# Work required
Read the lines below, and copy any that contain the string "Result".

# Available records
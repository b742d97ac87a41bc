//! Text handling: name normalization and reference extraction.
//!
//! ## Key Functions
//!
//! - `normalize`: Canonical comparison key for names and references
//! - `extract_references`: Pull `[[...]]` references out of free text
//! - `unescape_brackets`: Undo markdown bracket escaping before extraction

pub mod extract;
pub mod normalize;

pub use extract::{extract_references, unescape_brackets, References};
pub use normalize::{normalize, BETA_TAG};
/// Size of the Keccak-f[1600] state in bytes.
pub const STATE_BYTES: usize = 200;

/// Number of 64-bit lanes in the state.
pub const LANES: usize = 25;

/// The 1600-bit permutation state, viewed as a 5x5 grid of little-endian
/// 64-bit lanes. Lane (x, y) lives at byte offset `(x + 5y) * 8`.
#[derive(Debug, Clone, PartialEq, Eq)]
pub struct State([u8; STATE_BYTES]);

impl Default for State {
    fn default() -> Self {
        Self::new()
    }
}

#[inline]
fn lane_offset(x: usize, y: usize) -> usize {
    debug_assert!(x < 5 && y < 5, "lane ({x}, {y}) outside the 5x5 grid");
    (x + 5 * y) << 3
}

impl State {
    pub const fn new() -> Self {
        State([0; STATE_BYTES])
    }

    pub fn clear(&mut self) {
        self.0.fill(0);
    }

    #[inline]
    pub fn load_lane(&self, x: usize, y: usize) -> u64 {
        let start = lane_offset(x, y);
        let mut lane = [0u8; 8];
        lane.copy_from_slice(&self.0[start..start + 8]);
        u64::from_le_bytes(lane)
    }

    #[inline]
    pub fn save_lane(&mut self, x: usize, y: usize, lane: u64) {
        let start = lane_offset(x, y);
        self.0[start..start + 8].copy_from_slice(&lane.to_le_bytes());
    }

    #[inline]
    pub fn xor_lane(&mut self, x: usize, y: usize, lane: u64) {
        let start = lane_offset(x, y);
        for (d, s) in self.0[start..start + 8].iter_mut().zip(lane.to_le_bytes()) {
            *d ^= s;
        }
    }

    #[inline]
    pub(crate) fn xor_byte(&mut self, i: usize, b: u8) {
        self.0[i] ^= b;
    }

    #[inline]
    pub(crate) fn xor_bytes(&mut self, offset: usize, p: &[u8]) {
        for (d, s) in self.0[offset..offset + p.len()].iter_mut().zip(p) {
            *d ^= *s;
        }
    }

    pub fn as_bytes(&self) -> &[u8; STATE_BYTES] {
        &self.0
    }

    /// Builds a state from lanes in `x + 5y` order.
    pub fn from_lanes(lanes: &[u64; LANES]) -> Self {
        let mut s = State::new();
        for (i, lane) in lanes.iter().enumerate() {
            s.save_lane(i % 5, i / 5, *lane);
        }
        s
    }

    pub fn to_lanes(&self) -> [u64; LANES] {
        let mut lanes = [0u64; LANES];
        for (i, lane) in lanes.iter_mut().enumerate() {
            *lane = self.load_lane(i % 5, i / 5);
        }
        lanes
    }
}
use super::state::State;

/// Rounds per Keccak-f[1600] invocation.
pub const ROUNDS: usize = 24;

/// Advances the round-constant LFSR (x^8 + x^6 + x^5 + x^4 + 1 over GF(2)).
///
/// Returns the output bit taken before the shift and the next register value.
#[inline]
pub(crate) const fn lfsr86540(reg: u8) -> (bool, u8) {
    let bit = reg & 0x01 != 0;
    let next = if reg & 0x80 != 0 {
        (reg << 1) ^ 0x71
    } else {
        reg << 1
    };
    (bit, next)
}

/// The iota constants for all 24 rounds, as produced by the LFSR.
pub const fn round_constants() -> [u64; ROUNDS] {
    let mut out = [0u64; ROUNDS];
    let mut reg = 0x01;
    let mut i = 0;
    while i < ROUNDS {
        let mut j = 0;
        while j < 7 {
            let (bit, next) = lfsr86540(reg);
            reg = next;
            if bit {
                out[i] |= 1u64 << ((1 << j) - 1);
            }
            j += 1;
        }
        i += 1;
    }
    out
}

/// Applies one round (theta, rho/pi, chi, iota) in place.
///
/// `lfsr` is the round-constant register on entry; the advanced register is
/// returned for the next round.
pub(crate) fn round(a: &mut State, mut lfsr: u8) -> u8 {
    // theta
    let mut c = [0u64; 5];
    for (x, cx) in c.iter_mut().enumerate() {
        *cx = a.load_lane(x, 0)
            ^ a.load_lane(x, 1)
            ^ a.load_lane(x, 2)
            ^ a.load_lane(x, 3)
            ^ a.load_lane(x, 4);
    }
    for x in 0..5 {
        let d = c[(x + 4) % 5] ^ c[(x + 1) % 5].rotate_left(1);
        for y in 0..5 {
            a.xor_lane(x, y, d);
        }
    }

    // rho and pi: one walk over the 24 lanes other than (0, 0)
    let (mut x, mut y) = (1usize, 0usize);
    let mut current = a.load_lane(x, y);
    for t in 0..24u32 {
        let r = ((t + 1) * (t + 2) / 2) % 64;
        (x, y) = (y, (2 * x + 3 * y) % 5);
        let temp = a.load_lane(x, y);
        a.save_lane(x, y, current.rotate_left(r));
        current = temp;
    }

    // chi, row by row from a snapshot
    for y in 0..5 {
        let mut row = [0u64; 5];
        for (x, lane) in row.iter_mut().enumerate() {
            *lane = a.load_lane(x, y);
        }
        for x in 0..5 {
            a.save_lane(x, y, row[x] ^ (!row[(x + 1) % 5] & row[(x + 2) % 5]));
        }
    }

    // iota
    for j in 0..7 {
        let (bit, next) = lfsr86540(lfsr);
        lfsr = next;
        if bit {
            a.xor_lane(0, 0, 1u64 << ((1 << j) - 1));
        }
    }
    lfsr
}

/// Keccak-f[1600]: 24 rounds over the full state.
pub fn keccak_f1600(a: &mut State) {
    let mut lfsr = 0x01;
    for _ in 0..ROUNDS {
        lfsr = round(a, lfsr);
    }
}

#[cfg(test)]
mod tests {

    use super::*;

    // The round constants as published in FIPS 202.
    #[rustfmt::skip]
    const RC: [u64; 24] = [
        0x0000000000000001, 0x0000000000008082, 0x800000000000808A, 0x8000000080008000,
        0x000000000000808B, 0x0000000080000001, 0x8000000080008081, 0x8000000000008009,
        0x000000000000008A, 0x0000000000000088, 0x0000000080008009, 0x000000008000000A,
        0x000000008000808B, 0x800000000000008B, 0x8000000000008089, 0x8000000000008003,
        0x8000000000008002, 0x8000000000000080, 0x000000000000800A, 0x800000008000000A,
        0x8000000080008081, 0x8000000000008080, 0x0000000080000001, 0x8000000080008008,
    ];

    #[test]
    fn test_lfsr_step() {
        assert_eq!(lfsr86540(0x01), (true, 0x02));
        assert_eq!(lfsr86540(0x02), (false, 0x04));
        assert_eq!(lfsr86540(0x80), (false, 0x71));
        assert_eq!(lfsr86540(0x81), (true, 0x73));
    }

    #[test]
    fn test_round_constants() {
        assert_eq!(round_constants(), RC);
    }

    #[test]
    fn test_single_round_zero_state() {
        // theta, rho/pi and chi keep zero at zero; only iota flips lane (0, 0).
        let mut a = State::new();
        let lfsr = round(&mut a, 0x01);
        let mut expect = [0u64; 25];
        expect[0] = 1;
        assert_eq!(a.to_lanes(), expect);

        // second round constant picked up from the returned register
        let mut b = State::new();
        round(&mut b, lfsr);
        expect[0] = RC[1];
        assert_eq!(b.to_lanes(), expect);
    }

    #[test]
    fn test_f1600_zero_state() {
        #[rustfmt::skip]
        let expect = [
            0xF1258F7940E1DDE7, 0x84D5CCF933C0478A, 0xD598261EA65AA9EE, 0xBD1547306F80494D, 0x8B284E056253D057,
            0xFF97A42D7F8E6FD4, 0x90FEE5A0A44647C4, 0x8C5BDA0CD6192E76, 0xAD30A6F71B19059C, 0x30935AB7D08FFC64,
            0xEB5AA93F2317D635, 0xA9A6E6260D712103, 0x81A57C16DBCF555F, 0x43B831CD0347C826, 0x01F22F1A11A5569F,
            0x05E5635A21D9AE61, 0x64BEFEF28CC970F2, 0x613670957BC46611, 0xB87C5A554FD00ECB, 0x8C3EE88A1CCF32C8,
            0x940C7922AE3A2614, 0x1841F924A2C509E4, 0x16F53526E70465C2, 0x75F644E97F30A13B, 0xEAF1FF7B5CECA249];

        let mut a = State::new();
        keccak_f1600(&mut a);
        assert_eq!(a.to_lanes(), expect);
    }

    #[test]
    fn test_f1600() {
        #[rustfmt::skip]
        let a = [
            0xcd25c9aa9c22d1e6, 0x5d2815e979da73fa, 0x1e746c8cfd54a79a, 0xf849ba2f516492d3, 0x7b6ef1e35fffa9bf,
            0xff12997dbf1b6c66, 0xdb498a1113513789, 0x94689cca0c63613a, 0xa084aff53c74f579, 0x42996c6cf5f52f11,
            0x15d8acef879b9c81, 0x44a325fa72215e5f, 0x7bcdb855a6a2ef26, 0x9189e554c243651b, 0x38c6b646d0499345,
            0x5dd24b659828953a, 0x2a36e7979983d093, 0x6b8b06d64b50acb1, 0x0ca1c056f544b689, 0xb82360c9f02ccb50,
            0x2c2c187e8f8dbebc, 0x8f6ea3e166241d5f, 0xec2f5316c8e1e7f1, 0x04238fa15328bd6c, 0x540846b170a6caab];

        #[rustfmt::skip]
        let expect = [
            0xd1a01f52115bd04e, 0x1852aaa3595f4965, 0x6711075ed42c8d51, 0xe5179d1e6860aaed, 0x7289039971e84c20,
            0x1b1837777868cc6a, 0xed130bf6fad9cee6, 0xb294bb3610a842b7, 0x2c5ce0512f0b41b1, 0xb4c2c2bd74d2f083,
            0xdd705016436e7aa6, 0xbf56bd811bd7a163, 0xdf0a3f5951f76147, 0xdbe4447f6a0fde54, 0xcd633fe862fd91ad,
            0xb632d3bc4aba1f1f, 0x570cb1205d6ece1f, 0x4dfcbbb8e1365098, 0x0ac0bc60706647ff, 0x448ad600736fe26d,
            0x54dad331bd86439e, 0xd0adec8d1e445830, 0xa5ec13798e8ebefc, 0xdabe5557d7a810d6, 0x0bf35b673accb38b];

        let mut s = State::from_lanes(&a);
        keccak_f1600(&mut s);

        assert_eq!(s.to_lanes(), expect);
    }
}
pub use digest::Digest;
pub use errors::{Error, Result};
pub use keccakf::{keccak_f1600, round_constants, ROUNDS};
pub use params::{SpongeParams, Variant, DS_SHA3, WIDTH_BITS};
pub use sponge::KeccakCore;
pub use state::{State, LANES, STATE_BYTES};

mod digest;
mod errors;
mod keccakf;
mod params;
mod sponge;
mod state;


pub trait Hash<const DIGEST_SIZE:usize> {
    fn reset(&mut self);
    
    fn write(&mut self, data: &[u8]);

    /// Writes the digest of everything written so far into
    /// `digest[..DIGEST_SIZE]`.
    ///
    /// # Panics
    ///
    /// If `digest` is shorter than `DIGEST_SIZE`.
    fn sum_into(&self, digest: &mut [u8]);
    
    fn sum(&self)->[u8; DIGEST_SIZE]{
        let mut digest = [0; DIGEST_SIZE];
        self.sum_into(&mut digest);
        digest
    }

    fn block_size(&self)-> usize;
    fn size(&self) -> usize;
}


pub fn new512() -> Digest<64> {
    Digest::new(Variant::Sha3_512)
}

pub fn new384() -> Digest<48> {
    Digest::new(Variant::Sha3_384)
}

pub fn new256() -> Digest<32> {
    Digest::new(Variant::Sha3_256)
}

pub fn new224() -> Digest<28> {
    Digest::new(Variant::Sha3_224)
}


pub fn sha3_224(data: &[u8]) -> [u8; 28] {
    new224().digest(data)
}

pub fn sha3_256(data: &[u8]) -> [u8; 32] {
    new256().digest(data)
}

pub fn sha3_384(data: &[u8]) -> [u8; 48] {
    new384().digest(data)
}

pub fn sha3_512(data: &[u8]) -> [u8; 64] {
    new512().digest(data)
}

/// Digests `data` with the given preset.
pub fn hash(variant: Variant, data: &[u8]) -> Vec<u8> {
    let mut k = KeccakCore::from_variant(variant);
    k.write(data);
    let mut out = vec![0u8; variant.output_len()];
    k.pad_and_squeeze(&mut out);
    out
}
...
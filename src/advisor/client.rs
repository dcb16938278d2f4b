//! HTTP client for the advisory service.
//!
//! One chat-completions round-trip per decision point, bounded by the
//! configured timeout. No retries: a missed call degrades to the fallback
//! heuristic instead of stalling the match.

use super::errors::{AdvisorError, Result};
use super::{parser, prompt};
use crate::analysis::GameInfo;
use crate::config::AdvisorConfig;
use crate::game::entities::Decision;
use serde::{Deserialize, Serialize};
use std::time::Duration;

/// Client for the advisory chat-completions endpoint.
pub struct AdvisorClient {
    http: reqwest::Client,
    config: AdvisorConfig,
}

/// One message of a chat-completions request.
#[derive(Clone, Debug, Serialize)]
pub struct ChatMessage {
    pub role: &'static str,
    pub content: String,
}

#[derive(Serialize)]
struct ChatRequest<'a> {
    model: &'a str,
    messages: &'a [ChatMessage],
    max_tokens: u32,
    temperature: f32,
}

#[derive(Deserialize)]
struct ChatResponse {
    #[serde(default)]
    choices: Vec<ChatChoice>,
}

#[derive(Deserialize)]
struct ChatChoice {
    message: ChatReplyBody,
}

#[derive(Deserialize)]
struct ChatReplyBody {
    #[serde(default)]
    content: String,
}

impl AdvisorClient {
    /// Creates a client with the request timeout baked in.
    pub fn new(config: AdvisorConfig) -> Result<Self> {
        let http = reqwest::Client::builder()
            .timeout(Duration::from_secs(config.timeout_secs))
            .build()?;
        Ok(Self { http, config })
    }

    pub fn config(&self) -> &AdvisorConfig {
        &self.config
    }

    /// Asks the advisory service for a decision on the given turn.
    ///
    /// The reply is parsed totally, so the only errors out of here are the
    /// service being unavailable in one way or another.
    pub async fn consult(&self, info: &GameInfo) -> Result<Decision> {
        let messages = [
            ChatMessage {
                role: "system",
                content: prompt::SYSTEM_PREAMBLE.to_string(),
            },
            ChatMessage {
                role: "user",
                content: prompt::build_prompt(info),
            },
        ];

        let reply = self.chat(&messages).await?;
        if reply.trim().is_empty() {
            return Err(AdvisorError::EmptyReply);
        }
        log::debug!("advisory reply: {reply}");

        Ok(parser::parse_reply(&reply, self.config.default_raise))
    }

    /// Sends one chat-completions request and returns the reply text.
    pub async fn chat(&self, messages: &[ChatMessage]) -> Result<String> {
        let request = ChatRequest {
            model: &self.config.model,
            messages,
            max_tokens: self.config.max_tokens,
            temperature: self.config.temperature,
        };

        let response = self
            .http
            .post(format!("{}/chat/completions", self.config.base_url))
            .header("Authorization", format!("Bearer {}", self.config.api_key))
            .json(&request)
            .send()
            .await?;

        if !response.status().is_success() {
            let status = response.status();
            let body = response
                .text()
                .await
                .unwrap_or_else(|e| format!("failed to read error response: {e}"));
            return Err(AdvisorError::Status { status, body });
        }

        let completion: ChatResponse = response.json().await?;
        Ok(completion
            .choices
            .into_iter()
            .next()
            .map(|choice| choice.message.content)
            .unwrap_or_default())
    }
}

# Solution to this exercise
pub use errors::{Error, Result};
use super::errors::{AdvisorError, Result};
    pub fn new(config: AdvisorConfig) -> Result<Self> {
    pub async fn consult(&self, info: &GameInfo) -> Result<Decision> {
    pub async fn chat(&self, messages: &[ChatMessage]) -> Result<String> {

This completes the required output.